I Drove a Close Friend of the Family to A&E – and his condition shifted from peaky to scarcely conscious during the journey.
He has always been a man of a larger than life figure. Sharp and not prone to sentiment – and not one to say no to an extra drink. Whenever our families celebrated, he is the person chatting about the most recent controversy to catch up with a member of parliament, or amusing us with accounts of the notorious womanizing of assorted players from the local club for forty years.
It was common for us to pass the morning of Christmas Day with him and his family, prior to heading off to our own plans. However, one holiday season, roughly a decade past, when he was planning to join family abroad, he took a fall on the steps, with a glass of whisky in hand, a suitcase gripped in the other, and fractured his ribs. He was treated at the hospital and instructed him to avoid flying. Thus, he found himself back with us, making the best of it, but seeming progressively worse.
The Morning Rolled On
Time passed, yet the anecdotes weren’t flowing in their typical fashion. He insisted he was fine but his condition seemed to contradict this. He tried to make it upstairs for a nap but couldn’t; he tried, carefully, to eat Christmas lunch, and did not manage.
Therefore, before I could even put on a festive hat, my mother and I made the choice to take him to A&E.
We considered summoning an ambulance, but how much of a delay would there be on Christmas Day?
A Worrying Turn
Upon our arrival, his state had progressed from peaky to barely responsive. Other outpatients helped us get him to a ward, where the distinctive odor of hospital food and wind permeated the space.
Different though, was the spirit. There were heroic attempts at Christmas spirit everywhere you looked, even with the pervasive depressing and institutional feel; festive strands were attached to medical equipment and bowls of Christmas pudding congealed on tables next to the beds.
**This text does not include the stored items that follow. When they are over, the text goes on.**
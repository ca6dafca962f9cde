use crate::dom::NodeRef;

/// A listener the binder has attached: `event` on `node` runs the host action `name`.
#[derive(Debug, Clone, PartialEq, Eq, Hash)]
pub struct RegisteredAction {
    pub node: NodeRef,
    pub event: String,
    pub name: String,
}

/// Insertion-ordered set of registered actions. No two entries share
/// `(node, event, name)`.
#[derive(Debug, Clone, Default)]
pub struct ActionRegistry {
    actions: Vec<RegisteredAction>,
}

impl ActionRegistry {
    pub fn new() -> Self {
        Self::default()
    }

    pub fn contains(&self, node: &NodeRef, event: &str, name: &str) -> bool {
        self.actions
            .iter()
            .any(|action| action.node == *node && action.event == event && action.name == name)
    }

    /// Returns false (and stores nothing) if the triple is already present.
    pub fn add(&mut self, node: &NodeRef, event: &str, name: &str) -> bool {
        if self.contains(node, event, name) {
            return false;
        }
        self.actions.push(RegisteredAction {
            node: node.clone(),
            event: event.to_string(),
            name: name.to_string(),
        });
        true
    }

    pub fn clear(&mut self) {
        self.actions.clear();
    }

    pub fn len(&self) -> usize {
        self.actions.len()
    }

    pub fn is_empty(&self) -> bool {
        self.actions.is_empty()
    }

    pub fn iter(&self) -> impl Iterator<Item = &RegisteredAction> {
        self.actions.iter()
    }
}

#[cfg(test)]
mod tests {
    use super::*;
    use crate::dom::Document;

    #[test]
    fn test_add_is_idempotent_per_triple() {
        let doc = Document::parse("<button></button><a></a>").unwrap();
        let nodes = doc.body().element_children();
        let (button, link) = (&nodes[0], &nodes[1]);

        let mut registry = ActionRegistry::new();
        assert!(registry.add(button, "click", "save"));
        assert!(!registry.add(button, "click", "save"));
        assert!(registry.add(button, "focus", "save"));
        assert!(registry.add(link, "click", "save"));
        assert_eq!(registry.len(), 3);
        assert!(registry.contains(link, "click", "save"));
        assert!(!registry.contains(link, "click", "other"));

        let names: Vec<&str> = registry.iter().map(|a| a.event.as_str()).collect();
        assert_eq!(names, vec!["click", "focus", "click"]);

        registry.clear();
        assert!(registry.is_empty());
    }
}
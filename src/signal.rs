use std::cell::{Cell, RefCell};
use std::rc::Rc;

/// Handle returned by [`Signal::subscribe`].
#[derive(Debug, Clone, Copy, PartialEq, Eq, Hash)]
pub struct SubscriptionId(u64);

type Subscriber<T> = Rc<dyn Fn(&T)>;

struct SignalInner<T> {
    value: RefCell<T>,
    subscribers: RefCell<Vec<(SubscriptionId, Subscriber<T>)>>,
    next_id: Cell<u64>,
}

/// Single-threaded observable value. Clones share the same cell.
///
/// Subscribers run after every `set` that changes the value, with no
/// borrow held, so they may read or write the signal themselves.
pub struct Signal<T> {
    inner: Rc<SignalInner<T>>,
}

impl<T> Clone for Signal<T> {
    fn clone(&self) -> Self {
        Self {
            inner: self.inner.clone(),
        }
    }
}

impl<T: Clone + PartialEq + 'static> Signal<T> {
    pub fn new(value: T) -> Self {
        Self {
            inner: Rc::new(SignalInner {
                value: RefCell::new(value),
                subscribers: RefCell::new(Vec::new()),
                next_id: Cell::new(0),
            }),
        }
    }

    pub fn get(&self) -> T {
        self.inner.value.borrow().clone()
    }

    pub fn with<R>(&self, f: impl FnOnce(&T) -> R) -> R {
        f(&self.inner.value.borrow())
    }

    pub fn set(&self, value: T) {
        {
            let mut current = self.inner.value.borrow_mut();
            if *current == value {
                return;
            }
            *current = value;
        }

        let subscribers: Vec<Subscriber<T>> = self
            .inner
            .subscribers
            .borrow()
            .iter()
            .map(|(_, subscriber)| subscriber.clone())
            .collect();
        let snapshot = self.get();
        for subscriber in subscribers {
            subscriber(&snapshot);
        }
    }

    pub fn update(&self, f: impl FnOnce(&T) -> T) {
        let next = self.with(f);
        self.set(next);
    }

    /// Run `subscriber` after every change. It is not called for the current value.
    pub fn subscribe(&self, subscriber: impl Fn(&T) + 'static) -> SubscriptionId {
        let id = SubscriptionId(self.inner.next_id.get());
        self.inner.next_id.set(id.0 + 1);
        self.inner
            .subscribers
            .borrow_mut()
            .push((id, Rc::new(subscriber)));
        id
    }

    pub fn unsubscribe(&self, id: SubscriptionId) {
        self.inner
            .subscribers
            .borrow_mut()
            .retain(|(subscription, _)| *subscription != id);
    }
}
pub mod amadeus;
pub mod app_config;
pub mod dummy;
pub mod live;
pub mod pool;
pub mod service;

pub use amadeus::{AmadeusClient, ProviderClient, QueryParams};
pub use dummy::DummyProvider;
pub use live::LiveProvider;
pub use pool::BlockingPool;
pub use service::FlightService;
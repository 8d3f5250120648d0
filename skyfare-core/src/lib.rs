pub mod search;
pub mod location;
pub mod result;
pub mod provider;

pub use location::{Address, AirportRecord};
pub use provider::{ProviderError, ProviderResponse, TravelProvider};
pub use result::{FailureKind, ServiceFailure, ServicePayload, ServiceResult};
pub use search::{DateRangeCriteria, SearchCriteria};
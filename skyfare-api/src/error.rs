use axum::{
    extract::rejection::JsonRejection,
    http::StatusCode,
    response::{IntoResponse, Response},
    Json,
};
use serde_json::json;
use skyfare_core::{FailureKind, ServiceFailure};

#[derive(Debug)]
pub enum AppError {
    ValidationError(String),
    NotFoundError { message: String, kind: FailureKind },
    InternalServerError(String),
}

impl IntoResponse for AppError {
    fn into_response(self) -> Response {
        let (status, body) = match self {
            AppError::ValidationError(msg) => (StatusCode::UNPROCESSABLE_ENTITY, json!({ "error": msg })),
            AppError::NotFoundError { message, kind } => {
                (StatusCode::NOT_FOUND, json!({ "error": message, "kind": kind }))
            }
            AppError::InternalServerError(msg) => {
                tracing::error!("Internal Server Error: {}", msg);
                (StatusCode::INTERNAL_SERVER_ERROR, json!({ "error": "Internal Server Error" }))
            }
        };

        (status, Json(body)).into_response()
    }
}

impl From<JsonRejection> for AppError {
    fn from(rejection: JsonRejection) -> Self {
        AppError::ValidationError(rejection.body_text())
    }
}

/// Every service failure is a soft "not found"; `kind` tells callers which one.
impl From<ServiceFailure> for AppError {
    fn from(failure: ServiceFailure) -> Self {
        AppError::NotFoundError {
            message: failure.message,
            kind: failure.kind,
        }
    }
}
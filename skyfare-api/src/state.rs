use skyfare_provider::app_config::{AppInfo, CorsConfig};
use skyfare_provider::FlightService;

#[derive(Clone)]
pub struct AppState {
    pub flights: FlightService,
    pub info: AppInfo,
    pub cors: CorsConfig,
}

impl AppState {
    pub fn new(flights: FlightService) -> Self {
        Self {
            flights,
            info: AppInfo::default(),
            cors: CorsConfig::default(),
        }
    }

    pub fn with_info(mut self, info: AppInfo) -> Self {
        self.info = info;
        self
    }

    pub fn with_cors(mut self, cors: CorsConfig) -> Self {
        self.cors = cors;
        self
    }
}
Cheerful nurses, who certainly would have chosen to be at home, were moving busily and using that great term of endearment so unique to the area: “duck”.
A Quiet Journey Back
After our time at the hospital concluded, we made our way home to lukewarm condiments and Christmas telly. We watched something daft on television, perhaps a detective story, and engaged in an even sillier game, such as Sheffield’s take on Monopoly.
It was already late, and snowing, and I remember feeling deflated – had we missed Christmas?
The Aftermath and the Story
Even though he ultimately healed, he had actually punctured a lung and went on to get a serious circulatory condition. And, while that Christmas is not my most cherished memory, it has entered into our family history as “the Christmas I saved a life”.
If that is completely accurate, or contains some artistic license, is not for me to definitively say, but its annual retelling certainly hasn’t hurt my ego. And, as our friend always says: “don’t let the truth get in the way of a good story”.